(Data entries)
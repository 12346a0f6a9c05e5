//! # Catalog Commands
//!
//! Price lookup, and product / customer listings.

use keystone_core::pricing::{resolve_markup, resolve_unit_price, MarkupSource};
use keystone_core::{Customer, Product};
use keystone_db::CatalogStore;
use serde::Serialize;
use tracing::debug;

use super::{display, load_customer, load_product};
use crate::error::ApiError;
use crate::state::AppState;

/// A product's price for one customer.
#[derive(Debug, Clone, Serialize)]
#[serde(rename_all = "camelCase")]
pub struct PriceResponse {
    pub product_id: String,
    pub product_name: String,
    pub category: String,
    pub customer_id: Option<String>,
    pub cost_cents: i64,
    pub catalog_price_cents: i64,
    pub unit_price_cents: i64,
    pub unit_price_display: String,
    /// `None` when no customer rule applied and the catalog price was used.
    pub markup_percentage: Option<f64>,
    pub markup_source: Option<MarkupSource>,
}

pub async fn price<S: CatalogStore>(
    state: &AppState<S>,
    product_id: &str,
    customer_id: Option<&str>,
) -> Result<PriceResponse, ApiError> {
    debug!(product = %product_id, customer = ?customer_id, "price command");

    let product = load_product(&state.store, product_id).await?;
    let customer = match customer_id {
        Some(id) => Some(load_customer(&state.store, id).await?),
        None => None,
    };

    let unit_price = resolve_unit_price(&product, customer.as_ref());
    let rule = resolve_markup(customer.as_ref(), Some(&product.category));

    Ok(PriceResponse {
        product_id: product.id,
        product_name: product.name,
        category: product.category,
        customer_id: customer.map(|c| c.id),
        cost_cents: product.cost.cents(),
        catalog_price_cents: product.price.cents(),
        unit_price_cents: unit_price.cents(),
        unit_price_display: display(state, unit_price),
        markup_percentage: rule.map(|r| r.markup_percentage),
        markup_source: rule.map(|r| r.source),
    })
}

pub async fn products<S: CatalogStore>(state: &AppState<S>) -> Result<Vec<Product>, ApiError> {
    Ok(state.store.list_products().await?)
}

pub async fn customers<S: CatalogStore>(state: &AppState<S>) -> Result<Vec<Customer>, ApiError> {
    Ok(state.store.list_customers().await?)
}
//! # In-Memory Store
//!
//! A [`DocumentStore`] + [`CatalogStore`] backed by `BTreeMap`s behind
//! `tokio::sync::RwLock`. Same semantics as the SQLite store (recalculate
//! on save, merge-write, newest-first listings), no persistence.
//!
//! Cloning a `MemoryStore` shares the underlying maps.

use std::collections::BTreeMap;
use std::sync::Arc;

use chrono::Utc;
use keystone_core::{Customer, Document, Product};
use tokio::sync::RwLock;
use tracing::debug;

use crate::error::{DbError, DbResult};
use crate::repository::{check_customer, check_product, CatalogStore, DocumentFilter, DocumentStore};

#[derive(Debug, Default)]
struct Tables {
    documents: RwLock<BTreeMap<String, Document>>,
    products: RwLock<BTreeMap<String, Product>>,
    customers: RwLock<BTreeMap<String, Customer>>,
}

#[derive(Debug, Clone, Default)]
pub struct MemoryStore {
    tables: Arc<Tables>,
}

impl MemoryStore {
    pub fn new() -> Self {
        MemoryStore::default()
    }

    /// A store pre-filled with fixtures. Documents are stored as given,
    /// without recalculation.
    pub fn with_fixtures(products: Vec<Product>, customers: Vec<Customer>, documents: Vec<Document>) -> Self {
        let tables = Tables {
            documents: RwLock::new(documents.into_iter().map(|d| (d.id.clone(), d)).collect()),
            products: RwLock::new(products.into_iter().map(|p| (p.id.clone(), p)).collect()),
            customers: RwLock::new(customers.into_iter().map(|c| (c.id.clone(), c)).collect()),
        };
        MemoryStore {
            tables: Arc::new(tables),
        }
    }
}

impl DocumentStore for MemoryStore {
    async fn list_documents(&self, filter: &DocumentFilter) -> DbResult<Vec<Document>> {
        let documents = self.tables.documents.read().await;
        let mut matching: Vec<Document> = documents.values().filter(|d| filter.matches(d)).cloned().collect();
        matching.sort_by(|a, b| b.date.cmp(&a.date).then_with(|| a.id.cmp(&b.id)));
        Ok(matching)
    }

    async fn get_document(&self, id: &str) -> DbResult<Option<Document>> {
        Ok(self.tables.documents.read().await.get(id).cloned())
    }

    async fn save_document(&self, document: &Document) -> DbResult<Document> {
        let mut saved = document.recalculated();
        saved.updated_at = Utc::now();

        let mut documents = self.tables.documents.write().await;
        if let Some(existing) = documents.get(&saved.id) {
            saved.created_at = existing.created_at;
        }
        documents.insert(saved.id.clone(), saved.clone());

        debug!(id = %saved.id, "Document saved in memory");
        Ok(saved)
    }

    async fn save_documents(&self, documents: &[Document]) -> DbResult<Vec<Document>> {
        let now = Utc::now();
        let mut table = self.tables.documents.write().await;

        let mut saved = Vec::with_capacity(documents.len());
        for doc in documents {
            let mut doc = doc.recalculated();
            doc.updated_at = now;
            if let Some(existing) = table.get(&doc.id) {
                doc.created_at = existing.created_at;
            }
            table.insert(doc.id.clone(), doc.clone());
            saved.push(doc);
        }
        Ok(saved)
    }

    async fn delete_document(&self, id: &str) -> DbResult<()> {
        self.tables
            .documents
            .write()
            .await
            .remove(id)
            .map(|_| ())
            .ok_or_else(|| DbError::not_found("Document", id))
    }
}

impl CatalogStore for MemoryStore {
    async fn list_products(&self) -> DbResult<Vec<Product>> {
        let products = self.tables.products.read().await;
        let mut list: Vec<Product> = products.values().cloned().collect();
        list.sort_by(|a, b| a.category.cmp(&b.category).then_with(|| a.name.cmp(&b.name)));
        Ok(list)
    }

    async fn get_product(&self, id: &str) -> DbResult<Option<Product>> {
        Ok(self.tables.products.read().await.get(id).cloned())
    }

    async fn save_product(&self, product: &Product) -> DbResult<Product> {
        check_product(product)?;
        let mut saved = product.clone();
        saved.updated_at = Utc::now();

        let mut products = self.tables.products.write().await;
        if let Some(existing) = products.get(&saved.id) {
            saved.created_at = existing.created_at;
        }
        products.insert(saved.id.clone(), saved.clone());
        Ok(saved)
    }

    async fn list_customers(&self) -> DbResult<Vec<Customer>> {
        let customers = self.tables.customers.read().await;
        let mut list: Vec<Customer> = customers.values().cloned().collect();
        list.sort_by(|a, b| a.name.cmp(&b.name));
        Ok(list)
    }

    async fn get_customer(&self, id: &str) -> DbResult<Option<Customer>> {
        Ok(self.tables.customers.read().await.get(id).cloned())
    }

    async fn save_customer(&self, customer: &Customer) -> DbResult<Customer> {
        check_customer(customer)?;
        self.tables
            .customers
            .write()
            .await
            .insert(customer.id.clone(), customer.clone());
        Ok(customer.clone())
    }
}

#[cfg(test)]
mod tests {
    use super::*;
    use chrono::NaiveDate;
    use keystone_core::{CategoryScope, CustomerMarkupRule, DocumentKind, LineItem, Money};

    fn doc(id: &str, day: u32) -> Document {
        let date = NaiveDate::from_ymd_opt(2026, 4, day).unwrap();
        let mut doc = Document::new(id, DocumentKind::Order, &Customer::new("c-1", "Acme"), date);
        doc.line_items.push(LineItem::non_stock("li", "Work", 2, Money::from_cents(750)));
        doc
    }

    #[tokio::test]
    async fn test_save_recalculates() {
        let store = MemoryStore::new();
        let saved = store.save_document(&doc("ord-1", 1)).await.unwrap();
        assert_eq!(saved.total.cents(), 1500);
        assert_eq!(saved.balance_due.cents(), 1500);
    }

    #[tokio::test]
    async fn test_clones_share_state() {
        let store = MemoryStore::new();
        let other = store.clone();
        store.save_document(&doc("ord-1", 1)).await.unwrap();
        assert!(other.get_document("ord-1").await.unwrap().is_some());
    }

    #[tokio::test]
    async fn test_listing_order_and_delete() {
        let store = MemoryStore::with_fixtures(vec![], vec![], vec![doc("ord-a", 1), doc("ord-b", 3)]);
        let ids: Vec<String> = store
            .list_documents(&DocumentFilter::all())
            .await
            .unwrap()
            .into_iter()
            .map(|d| d.id)
            .collect();
        assert_eq!(ids, vec!["ord-b", "ord-a"]);

        store.delete_document("ord-a").await.unwrap();
        assert!(store.delete_document("ord-a").await.unwrap_err().is_not_found());
    }

    #[tokio::test]
    async fn test_catalog_round_trip() {
        let store = MemoryStore::new();
        store.save_product(&Product::new("p-2", "Post", "Fence", "each")).await.unwrap();
        store.save_product(&Product::new("p-1", "Bag of concrete", "Concrete", "bag")).await.unwrap();
        store.save_customer(&Customer::new("c-1", "Acme")).await.unwrap();

        let products = store.list_products().await.unwrap();
        assert_eq!(products[0].id, "p-1");
        assert!(store.get_customer("c-1").await.unwrap().is_some());
        assert!(store.get_product("nope").await.unwrap().is_none());
    }

    #[tokio::test]
    async fn test_invalid_catalog_records_are_not_stored() {
        let store = MemoryStore::new();

        let mut customer = Customer::new("c-1", "Acme");
        customer.markup_rules = vec![CustomerMarkupRule::new(CategoryScope::AllCategories, -100.0)];
        let err = store.save_customer(&customer).await.unwrap_err();
        assert!(matches!(err, DbError::Invalid { ref entity, .. } if entity == "Customer"));

        let mut product = Product::new("p-1", "Post", "Fence", "each");
        product.cost = Money::from_cents(-1);
        assert!(matches!(store.save_product(&product).await, Err(DbError::Invalid { .. })));

        assert!(store.list_customers().await.unwrap().is_empty());
        assert!(store.list_products().await.unwrap().is_empty());
    }
}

### YOUR INSTRUCTIONS
Copy the lines above exactly. Start with the line containing "Ok(matching)", end with the line containing "async fn delete_document(&self, id: &str)", and include both.

### EXPECTED OUTPUT
        Ok(matching)
    }

    async fn get_document(&self, id: &str) -> DbResult<Option<Document>> {
        Ok(self.tables.documents.read().await.get(id).cloned())
    }

    async fn save_document(&self, document: &Document) -> DbResult<Document> {
        let mut saved = document.recalculated();
        saved.updated_at = Utc::now();

        let mut documents = self.tables.documents.write().await;
        if let Some(existing) = documents.get(&saved.id) {
            saved.created_at = existing.created_at;
        }
        documents.insert(saved.id.clone(), saved.clone());

        debug!(id = %saved.id, "Document saved in memory");
        Ok(saved)
    }

    async fn save_documents(&self, documents: &[Document]) -> DbResult<Vec<Document>> {
        let now = Utc::now();
        let mut table = self.tables.documents.write().await;

        let mut saved = Vec::with_capacity(documents.len());
        for doc in documents {
            let mut doc = doc.recalculated();
            doc.updated_at = now;
            if let Some(existing) = table.get(&doc.id) {
                doc.created_at = existing.created_at;
            }
            table.insert(doc.id.clone(), doc.clone());
            saved.push(doc);
        }
        Ok(saved)
    }

    async fn delete_document(&self, id: &str) -> DbResult<()> {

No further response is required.